This example demonstrates the basic use case of fill-opacity, and how the CSS fill-opacity property takes precedence over the fill-opacity attribute and has no effect on any stroke applied to a shape.
HTML
We include several different SVG graphic elements and set the fill-opacity attribute of each one to 1 (except line), meaning the fill of each element is opaque. The fill-opacity SVG attribute does not apply to <line>.

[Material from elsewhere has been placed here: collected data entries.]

use std::sync::Mutex;

use time::{Duration, OffsetDateTime};

/// Source of "now" for expiry decisions.
pub trait Clock: Send + Sync {
    fn now(&self) -> OffsetDateTime;
}

#[derive(Debug, Default, Clone, Copy)]
pub struct SystemClock;

impl Clock for SystemClock {
    fn now(&self) -> OffsetDateTime {
        OffsetDateTime::now_utc()
    }
}

/// A clock that only moves when told to.
#[derive(Debug)]
pub struct ManualClock {
    now: Mutex<OffsetDateTime>,
}

impl ManualClock {
    pub fn new(start: OffsetDateTime) -> Self {
        Self {
            now: Mutex::new(start),
        }
    }

    pub fn advance(&self, by: Duration) {
        let mut now = self.now.lock().unwrap_or_else(|e| e.into_inner());
        *now += by;
    }

    pub fn set(&self, to: OffsetDateTime) {
        *self.now.lock().unwrap_or_else(|e| e.into_inner()) = to;
    }
}

impl Clock for ManualClock {
    fn now(&self) -> OffsetDateTime {
        *self.now.lock().unwrap_or_else(|e| e.into_inner())
    }
}
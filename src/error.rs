use axum::{
    extract::rejection::JsonRejection,
    http::StatusCode,
    response::{IntoResponse, Response},
    Json,
};
use serde::Serialize;
use tracing::error;

use crate::auth::repo::StoreError;

/// Failures surfaced by the auth service and mapped onto HTTP responses.
#[derive(Debug, thiserror::Error)]
pub enum AuthError {
    #[error("User with this email already exists")]
    EmailAlreadyExists,

    #[error("Invalid credentials")]
    InvalidCredentials,

    #[error("Unauthorized")]
    Unauthorized,

    #[error("User not found")]
    UserNotFound,

    #[error("Invalid or expired token")]
    InvalidOrExpiredToken,

    #[error("{0}")]
    Validation(String),

    #[error("internal error: {0}")]
    Internal(#[from] anyhow::Error),
}

#[derive(Debug, Serialize)]
pub struct ErrorBody {
    pub error: &'static str,
    pub message: String,
}

impl AuthError {
    pub fn status(&self) -> StatusCode {
        match self {
            AuthError::EmailAlreadyExists => StatusCode::CONFLICT,
            AuthError::InvalidCredentials | AuthError::Unauthorized => StatusCode::UNAUTHORIZED,
            AuthError::UserNotFound => StatusCode::NOT_FOUND,
            AuthError::InvalidOrExpiredToken => StatusCode::BAD_REQUEST,
            AuthError::Validation(_) => StatusCode::UNPROCESSABLE_ENTITY,
            AuthError::Internal(_) => StatusCode::INTERNAL_SERVER_ERROR,
        }
    }

    /// Stable machine-readable code.
    pub fn code(&self) -> &'static str {
        match self {
            AuthError::EmailAlreadyExists => "EmailAlreadyExists",
            AuthError::InvalidCredentials => "InvalidCredentials",
            AuthError::Unauthorized => "Unauthorized",
            AuthError::UserNotFound => "UserNotFound",
            AuthError::InvalidOrExpiredToken => "InvalidOrExpiredToken",
            AuthError::Validation(_) => "ValidationError",
            AuthError::Internal(_) => "InternalError",
        }
    }
}

impl IntoResponse for AuthError {
    fn into_response(self) -> Response {
        let message = match &self {
            AuthError::Internal(e) => {
                error!(error = %e, "internal error");
                "An internal error occurred".to_string()
            }
            other => other.to_string(),
        };
        let body = ErrorBody {
            error: self.code(),
            message,
        };
        (self.status(), Json(body)).into_response()
    }
}

/// Duplicates reaching this conversion were not expected by the caller;
/// paths that can race match on `StoreError::Duplicate` themselves.
impl From<StoreError> for AuthError {
    fn from(e: StoreError) -> Self {
        match e {
            StoreError::Duplicate => AuthError::Internal(anyhow::anyhow!("unexpected duplicate key")),
            StoreError::Backend(e) => AuthError::Internal(e),
        }
    }
}

impl From<JsonRejection> for AuthError {
    fn from(rejection: JsonRejection) -> Self {
        AuthError::Validation(rejection.body_text())
    }
}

<svg viewBox="0 0 100 150" xmlns="http://www.w3.org/2000/svg">
<rect x="10" y="10" width="30" height="30" fill-opacity="1" />
<rect x="60" y="10" rx="10" ry="10" width="30" height="30" fill-opacity="1" />
<circle cx="25" cy="75" r="20" fill-opacity="1" />
<ellipse cx="75" cy="75" rx="20" ry="10" fill-opacity="1" />
<line x1="50" x2="90" y1="40" y2="60" stroke="black" stroke-width="5" />
<polyline
points="60 90 65 100 70 95 75 110 80 105 85 120 90 115 95 130 100 125"
fill-opacity="1" />
<path d="M20,130 Q40,105 50,130 T90,130" fill-opacity="1" />
</svg>
CSS
With CSS, we use the fill-opacity property to override the value of the SVG fill-opacity attribute, giving each SVG element a different value.

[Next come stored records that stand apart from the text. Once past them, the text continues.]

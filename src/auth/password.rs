use argon2::{
    password_hash::{PasswordHash, PasswordHasher, PasswordVerifier, SaltString},
    Algorithm, Argon2, Params, Version,
};
use lazy_static::lazy_static;
use rand::rngs::OsRng;
use tracing::error;

// Argon2id cost: 19 MiB, 2 passes, 1 lane.
const MEMORY_KIB: u32 = 19 * 1024;
const ITERATIONS: u32 = 2;
const PARALLELISM: u32 = 1;

fn hasher() -> anyhow::Result<Argon2<'static>> {
    let params = Params::new(MEMORY_KIB, ITERATIONS, PARALLELISM, None)
        .map_err(|e| anyhow::anyhow!("argon2 params: {e}"))?;
    Ok(Argon2::new(Algorithm::Argon2id, Version::V0x13, params))
}

/// Hashes a password into a PHC string with a fresh random salt.
pub fn hash_password(plain: &str) -> anyhow::Result<String> {
    let salt = SaltString::generate(&mut OsRng);
    let hash = hasher()?
        .hash_password(plain.as_bytes(), &salt)
        .map_err(|e| {
            error!(error = %e, "argon2 hash_password error");
            anyhow::anyhow!(e.to_string())
        })?
        .to_string();
    Ok(hash)
}

/// Checks `plain` against a stored PHC hash. Parameters are read from the
/// hash itself, so older hashes keep verifying if the cost changes.
pub fn verify_password(plain: &str, hash: &str) -> anyhow::Result<bool> {
    let parsed = PasswordHash::new(hash).map_err(|e| {
        error!(error = %e, "argon2 parse hash error");
        anyhow::anyhow!(e.to_string())
    })?;
    Ok(Argon2::default()
        .verify_password(plain.as_bytes(), &parsed)
        .is_ok())
}

/// A hash under the live cost parameters that no account owns. Login
/// verifies against it when the email is unknown.
pub fn dummy_hash() -> Option<&'static str> {
    lazy_static! {
        static ref DUMMY_HASH: Option<String> = hash_password("kantor-no-such-account").ok();
    }
    DUMMY_HASH.as_deref()
}

/// Hashing is CPU bound; keep it off the async workers.
pub async fn hash_password_blocking(plain: String) -> anyhow::Result<String> {
    tokio::task::spawn_blocking(move || hash_password(&plain)).await?
}

pub async fn verify_password_blocking(plain: String, hash: String) -> anyhow::Result<bool> {
    tokio::task::spawn_blocking(move || verify_password(&plain, &hash)).await?
}

/// Verifies against [`dummy_hash`] and discards the outcome.
pub async fn verify_dummy_blocking(plain: String) {
    let _ = tokio::task::spawn_blocking(move || {
        if let Some(hash) = dummy_hash() {
            let _ = verify_password(&plain, hash);
        }
    })
    .await;
}

#[cfg(test)]
mod tests {
    use super::*;

    #[test]
    fn dummy_hash_uses_live_cost() {
        let hash = dummy_hash().expect("dummy hash");
        let parsed = PasswordHash::new(hash).expect("parse");
        assert_eq!(parsed.algorithm.as_str(), "argon2id");
        let params = Params::try_from(&parsed).expect("params");
        assert_eq!(params.m_cost(), MEMORY_KIB);
        assert_eq!(params.t_cost(), ITERATIONS);
        assert_eq!(params.p_cost(), PARALLELISM);
        assert_eq!(dummy_hash(), Some(hash), "computed once");
        assert!(!verify_password("", hash).expect("verify"));
    }

    #[test]
    fn hash_and_verify_roundtrip() {
        let password = "Secur3P@ssw0rd!";
        let hash = hash_password(password).expect("hashing should succeed");
        assert!(verify_password(password, &hash).expect("verify should succeed"));
    }

    #[test]
    fn verify_rejects_wrong_password() {
        let password = "correct-horse-battery-staple";
        let hash = hash_password(password).expect("hashing should succeed");
        assert!(!verify_password("wrong-password", &hash).expect("verify should not error"));
    }

    #[test]
    fn verify_errors_on_malformed_hash() {
        let err = verify_password("anything", "not-a-valid-hash").unwrap_err();
        assert!(!err.to_string().is_empty());
    }

    #[test]
    fn same_password_hashes_differently() {
        let a = hash_password("pw123").expect("hash a");
        let b = hash_password("pw123").expect("hash b");
        assert_ne!(a, b);
        assert!(a.starts_with("$argon2id$"));
        assert!(!a.contains("pw123"));
    }

    #[tokio::test]
    async fn blocking_wrappers_agree() {
        let hash = hash_password_blocking("pw123".into()).await.expect("hash");
        assert!(verify_password_blocking("pw123".into(), hash.clone())
            .await
            .expect("verify"));
        assert!(!verify_password_blocking("pw124".into(), hash)
            .await
            .expect("verify"));
    }
}
use std::sync::Arc;

use jsonwebtoken::{decode, encode, errors::ErrorKind, DecodingKey, EncodingKey, Header, Validation};
use time::{Duration, OffsetDateTime};
use tracing::debug;
use uuid::Uuid;

use super::claims::Claims;
use crate::{clock::Clock, config::JwtConfig};

#[derive(Debug, Clone, Copy, PartialEq, Eq, thiserror::Error)]
pub enum TokenError {
    #[error("invalid token")]
    Invalid,
    #[error("expired token")]
    Expired,
}

/// A freshly signed session token.
#[derive(Debug, Clone)]
pub struct IssuedToken {
    pub token: String,
    pub expires_at: OffsetDateTime,
}

/// Signs and verifies session tokens. Built once at startup from the
/// configured secret and shared read-only afterwards.
#[derive(Clone)]
pub struct JwtKeys {
    encoding: EncodingKey,
    decoding: DecodingKey,
    issuer: String,
    audience: String,
    ttl: Duration,
    clock: Arc<dyn Clock>,
}

impl JwtKeys {
    pub fn new(cfg: &JwtConfig, clock: Arc<dyn Clock>) -> Self {
        Self {
            encoding: EncodingKey::from_secret(cfg.secret.as_bytes()),
            decoding: DecodingKey::from_secret(cfg.secret.as_bytes()),
            issuer: cfg.issuer.clone(),
            audience: cfg.audience.clone(),
            ttl: Duration::minutes(cfg.ttl_minutes),
            clock,
        }
    }

    pub fn ttl(&self) -> Duration {
        self.ttl
    }

    pub fn issue(&self, user_id: Uuid) -> anyhow::Result<IssuedToken> {
        let now = self.clock.now();
        let expires_at = now + self.ttl;
        let claims = Claims {
            sub: user_id,
            iat: now.unix_timestamp(),
            exp: expires_at.unix_timestamp(),
            iss: self.issuer.clone(),
            aud: self.audience.clone(),
            jti: Uuid::new_v4(),
        };
        let token = encode(&Header::default(), &claims, &self.encoding)?;
        debug!(user_id = %user_id, "jwt signed");
        Ok(IssuedToken { token, expires_at })
    }

    /// Checks signature, issuer, audience and expiry. Revocation is not
    /// consulted here.
    pub fn validate(&self, token: &str) -> Result<Claims, TokenError> {
        let mut validation = Validation::default();
        validation.set_audience(std::slice::from_ref(&self.audience));
        validation.set_issuer(std::slice::from_ref(&self.issuer));
        // expiry is checked below against the injected clock
        validation.validate_exp = false;

        let data = decode::<Claims>(token, &self.decoding, &validation).map_err(|e| {
            match e.kind() {
                ErrorKind::ExpiredSignature => TokenError::Expired,
                _ => TokenError::Invalid,
            }
        })?;

        if data.claims.exp <= self.clock.now().unix_timestamp() {
            return Err(TokenError::Expired);
        }
        debug!(user_id = %data.claims.sub, "jwt verified");
        Ok(data.claims)
    }
}
use serde::{Deserialize, Serialize};
use time::OffsetDateTime;
use uuid::Uuid;

use crate::auth::repo_types::{Balance, User};

/// Request body for user registration.
#[derive(Debug, Deserialize)]
pub struct RegisterRequest {
    pub email: String,
    pub password: String,
    pub first_name: String,
    pub last_name: String,
}

/// Request body for login.
#[derive(Debug, Deserialize)]
pub struct LoginRequest {
    pub email: String,
    pub password: String,
}

/// Request body for `PATCH /auth/me`. Absent fields are left as they are.
#[derive(Debug, Default, Deserialize)]
pub struct UpdateProfileRequest {
    #[serde(default)]
    pub email: Option<String>,
    #[serde(default)]
    pub password: Option<String>,
    #[serde(default)]
    pub first_name: Option<String>,
    #[serde(default)]
    pub last_name: Option<String>,
}

#[derive(Debug, Deserialize)]
pub struct ForgotPasswordRequest {
    pub email: String,
}

#[derive(Debug, Deserialize)]
pub struct ResetPasswordRequest {
    pub token: String,
    pub new_password: String,
}

/// Response returned after login.
#[derive(Debug, Serialize, Deserialize)]
pub struct TokenResponse {
    pub access_token: String,
    pub token_type: String,
    #[serde(with = "time::serde::rfc3339")]
    pub expires_at: OffsetDateTime,
}

/// The reset token is handed back directly in place of e-mail delivery.
#[derive(Debug, Serialize, Deserialize)]
pub struct ForgotPasswordResponse {
    pub message: String,
    pub reset_token: String,
}

#[derive(Debug, Serialize, Deserialize)]
pub struct MessageResponse {
    pub message: String,
}

impl MessageResponse {
    pub fn new(message: impl Into<String>) -> Self {
        Self {
            message: message.into(),
        }
    }
}

/// Public part of the user returned to the client.
#[derive(Debug, Clone, Serialize, Deserialize)]
pub struct PublicUser {
    pub id: Uuid,
    pub email: String,
    pub first_name: String,
    pub last_name: String,
    pub is_active: bool,
    #[serde(with = "time::serde::rfc3339")]
    pub created_at: OffsetDateTime,
    pub balances: Vec<Balance>,
}

impl From<User> for PublicUser {
    fn from(u: User) -> Self {
        Self {
            id: u.id,
            email: u.email,
            first_name: u.first_name,
            last_name: u.last_name,
            is_active: u.is_active,
            created_at: u.created_at,
            balances: u.balances,
        }
    }
}
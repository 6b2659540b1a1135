use axum::{
    extract::{rejection::JsonRejection, State},
    http::StatusCode,
    routing::{get, post},
    Json, Router,
};
use tracing::instrument;

use crate::{
    auth::{
        dto::{
            ForgotPasswordRequest, ForgotPasswordResponse, LoginRequest, MessageResponse,
            PublicUser, RegisterRequest, ResetPasswordRequest, TokenResponse,
            UpdateProfileRequest,
        },
        extractors::BearerToken,
    },
    error::AuthError,
    state::AppState,
};

pub fn auth_routes() -> Router<AppState> {
    Router::new()
        .route("/auth/register", post(register))
        .route("/auth/login", post(login))
        .route("/auth/logout", post(logout))
        .route("/auth/forgot-password", post(forgot_password))
        .route("/auth/reset-password", post(reset_password))
}

pub fn me_routes() -> Router<AppState> {
    Router::new().route("/auth/me", get(get_me).patch(update_me))
}

#[instrument(skip_all)]
pub async fn register(
    State(state): State<AppState>,
    payload: Result<Json<RegisterRequest>, JsonRejection>,
) -> Result<(StatusCode, Json<PublicUser>), AuthError> {
    let Json(payload) = payload?;
    let user = state.auth.register(payload).await?;
    Ok((StatusCode::CREATED, Json(user)))
}

#[instrument(skip_all)]
pub async fn login(
    State(state): State<AppState>,
    payload: Result<Json<LoginRequest>, JsonRejection>,
) -> Result<Json<TokenResponse>, AuthError> {
    let Json(payload) = payload?;
    Ok(Json(state.auth.login(payload).await?))
}

#[instrument(skip_all)]
pub async fn get_me(
    State(state): State<AppState>,
    BearerToken(token): BearerToken,
) -> Result<Json<PublicUser>, AuthError> {
    Ok(Json(state.auth.whoami(&token).await?))
}

#[instrument(skip_all)]
pub async fn update_me(
    State(state): State<AppState>,
    BearerToken(token): BearerToken,
    payload: Result<Json<UpdateProfileRequest>, JsonRejection>,
) -> Result<Json<PublicUser>, AuthError> {
    let Json(payload) = payload?;
    Ok(Json(state.auth.update_profile(&token, payload).await?))
}

#[instrument(skip_all)]
pub async fn logout(
    State(state): State<AppState>,
    BearerToken(token): BearerToken,
) -> Result<Json<MessageResponse>, AuthError> {
    Ok(Json(state.auth.logout(&token).await?))
}

#[instrument(skip_all)]
pub async fn forgot_password(
    State(state): State<AppState>,
    payload: Result<Json<ForgotPasswordRequest>, JsonRejection>,
) -> Result<Json<ForgotPasswordResponse>, AuthError> {
    let Json(payload) = payload?;
    Ok(Json(state.auth.forgot_password(payload).await?))
}

#[instrument(skip_all)]
pub async fn reset_password(
    State(state): State<AppState>,
    payload: Result<Json<ResetPasswordRequest>, JsonRejection>,
) -> Result<Json<MessageResponse>, AuthError> {
    let Json(payload) = payload?;
    Ok(Json(state.auth.reset_password(payload).await?))
}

We add a stroke to the circle and ellipse, to demonstrate that the opacity of the stroke is not impacted by the fill-opacity property.

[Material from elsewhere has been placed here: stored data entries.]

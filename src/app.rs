use std::net::SocketAddr;

use axum::{routing::get, Json, Router};
use serde_json::json;
use tower_http::{cors::CorsLayer, trace::TraceLayer};

use crate::auth;
use crate::state::AppState;

pub fn build_app(state: AppState) -> Router {
    Router::new()
        .merge(auth::router())
        .route(
            "/",
            get(|| async { Json(json!({ "message": "Kantor API is running", "status": "OK" })) }),
        )
        .route("/health", get(|| async { "ok" }))
        .with_state(state)
        .layer(CorsLayer::permissive())
        .layer(
            TraceLayer::new_for_http()
                .make_span_with(|req: &axum::http::Request<_>| {
                    let method = req.method().clone();
                    let uri = req.uri().clone();
                    tracing::info_span!(
                        "http_request",
                        %method,
                        uri = %uri,
                        status = tracing::field::Empty
                    )
                })
                .on_response(
                    |res: &axum::http::Response<_>,
                     latency: std::time::Duration,
                     span: &tracing::Span| {
                        let status = res.status();
                        span.record("status", tracing::field::display(status));
                        let latency_ms = latency.as_millis() as u64;
                        if status.is_server_error() {
                            tracing::error!(%status, latency_ms, "response");
                        } else {
                            tracing::info!(%status, latency_ms, "response");
                        }
                    },
                ),
        )
}

pub async fn serve(app: Router, addr: SocketAddr) -> anyhow::Result<()> {
    tracing::info!("listening on {}", addr);
    let listener = tokio::net::TcpListener::bind(addr).await?;
    axum::serve(listener, app).await?;
    Ok(())
}
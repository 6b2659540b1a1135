use anyhow::Context;
use sqlx::{postgres::PgPoolOptions, PgPool};
use tracing::info;

use crate::config::AppConfig;

pub async fn connect(config: &AppConfig) -> anyhow::Result<PgPool> {
    let pool = PgPoolOptions::new()
        .max_connections(config.db_max_connections)
        .connect(&config.database_url)
        .await
        .context("connect to database")?;
    info!("connected to database");
    Ok(pool)
}

/// Applies `migrations/`. Unique indexes live there, so a failure is fatal.
pub async fn migrate(pool: &PgPool) -> anyhow::Result<()> {
    sqlx::migrate!("./migrations")
        .run(pool)
        .await
        .context("run migrations")?;
    Ok(())
}
//! Postal code (CEP) lookup against a ViaCEP-compatible service.
//!
//! `GET {base}/ws/{cep}/json/`. An unknown CEP comes back as `200` with
//! `{"erro": true}`.

use std::time::Duration;

use serde::{Deserialize, Serialize};
use tracing::debug;

use super::{truncate, CollaboratorError};
use crate::config::PostalConfig;

/// Address fields the bakery dialog fills in from a CEP.
#[derive(Debug, Clone, PartialEq, Eq, Serialize)]
#[serde(rename_all = "camelCase")]
pub struct PostalAddress {
    pub postal_code: String,
    pub street: String,
    pub neighborhood: String,
    pub city: String,
    pub state: String,
}

#[derive(Debug, Deserialize)]
struct ViaCepResponse {
    #[serde(default)]
    logradouro: String,
    #[serde(default)]
    bairro: String,
    #[serde(default)]
    localidade: String,
    #[serde(default)]
    uf: String,
    #[serde(default)]
    erro: Option<serde_json::Value>,
}

impl ViaCepResponse {
    fn is_error(&self) -> bool {
        match &self.erro {
            Some(serde_json::Value::Bool(flag)) => *flag,
            Some(serde_json::Value::String(flag)) => flag == "true",
            _ => false,
        }
    }
}

#[derive(Clone)]
pub struct PostalClient {
    http: reqwest::Client,
    base_url: String,
}

impl PostalClient {
    pub fn new(config: &PostalConfig) -> Result<Self, CollaboratorError> {
        let http = reqwest::Client::builder()
            .timeout(Duration::from_secs(config.timeout_secs))
            .build()?;
        Ok(PostalClient {
            http,
            base_url: config.base_url.trim_end_matches('/').to_string(),
        })
    }

    /// Looks up an 8-digit CEP. `None` when the service doesn't know it.
    pub async fn lookup(&self, cep: &str) -> Result<Option<PostalAddress>, CollaboratorError> {
        let url = format!("{}/ws/{}/json/", self.base_url, cep);
        debug!(%cep, "Looking up postal code");

        let response = self.http.get(url).send().await?;
        let status = response.status();
        if !status.is_success() {
            let text = response.text().await.unwrap_or_default();
            return Err(CollaboratorError::Status {
                status: status.as_u16(),
                body: truncate(&text),
            });
        }

        let found: ViaCepResponse = response.json().await?;
        if found.is_error() {
            return Ok(None);
        }

        Ok(Some(PostalAddress {
            postal_code: cep.to_string(),
            street: found.logradouro,
            neighborhood: found.bairro,
            city: found.localidade,
            state: found.uf,
        }))
    }
}

#[cfg(test)]
mod tests {
    use super::*;
    use crate::collaborators::test_server;
    use axum::extract::Path;
    use axum::http::StatusCode;
    use axum::routing::get;
    use axum::{Json, Router};
    use serde_json::{json, Value};

    async fn viacep(Path(cep): Path<String>) -> (StatusCode, Json<Value>) {
        match cep.as_str() {
            "01310100" => (
                StatusCode::OK,
                Json(json!({
                    "cep": "01310-100",
                    "logradouro": "Avenida Paulista",
                    "bairro": "Bela Vista",
                    "localidade": "São Paulo",
                    "uf": "SP"
                })),
            ),
            "99999999" => (StatusCode::OK, Json(json!({ "erro": "true" }))),
            _ => (StatusCode::BAD_REQUEST, Json(json!({}))),
        }
    }

    async fn client() -> PostalClient {
        let base_url = test_server::spawn(Router::new().route("/ws/{cep}/json/", get(viacep))).await;
        PostalClient::new(&PostalConfig {
            base_url,
            timeout_secs: 5,
        })
        .unwrap()
    }

    #[tokio::test]
    async fn test_lookup_found() {
        let address = client().await.lookup("01310100").await.unwrap().unwrap();
        assert_eq!(address.street, "Avenida Paulista");
        assert_eq!(address.city, "São Paulo");
        assert_eq!(address.state, "SP");
    }

    #[tokio::test]
    async fn test_lookup_not_found_and_failure() {
        let client = client().await;
        assert!(client.lookup("99999999").await.unwrap().is_none());
        assert!(matches!(
            client.lookup("00000000").await,
            Err(CollaboratorError::Status { status: 400, .. })
        ));
    }
}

Other SVG styles are set, including a background image to allow the opacity of each element to be more easily seen. These are not shown for the sake of brevity.
svg > * {
fill: black;
}
rect:last-of-type {
fill-opacity: 0.1;
}
circle {
fill-opacity: 0.6;
}
ellipse {
fill-opacity: 40%;
}
line {
fill-opacity: 10%;
}
polyline {
fill-opacity: 50%;
}
path {
fill-opacity: 0.5;
}
circle,
ellipse {
stroke: black;
stroke-width: 3px;
}
Results
Only two elements are fully opaque: the first rectangle and the line. The first rectangle is not matched by any of the selectors, therefore no CSS is applied and the fill is fully opaque. The line is matched, with fill-opacity: 10% set. However, the line has no fill paint operation — only the stroke is visible — therefore the declaration has no effect.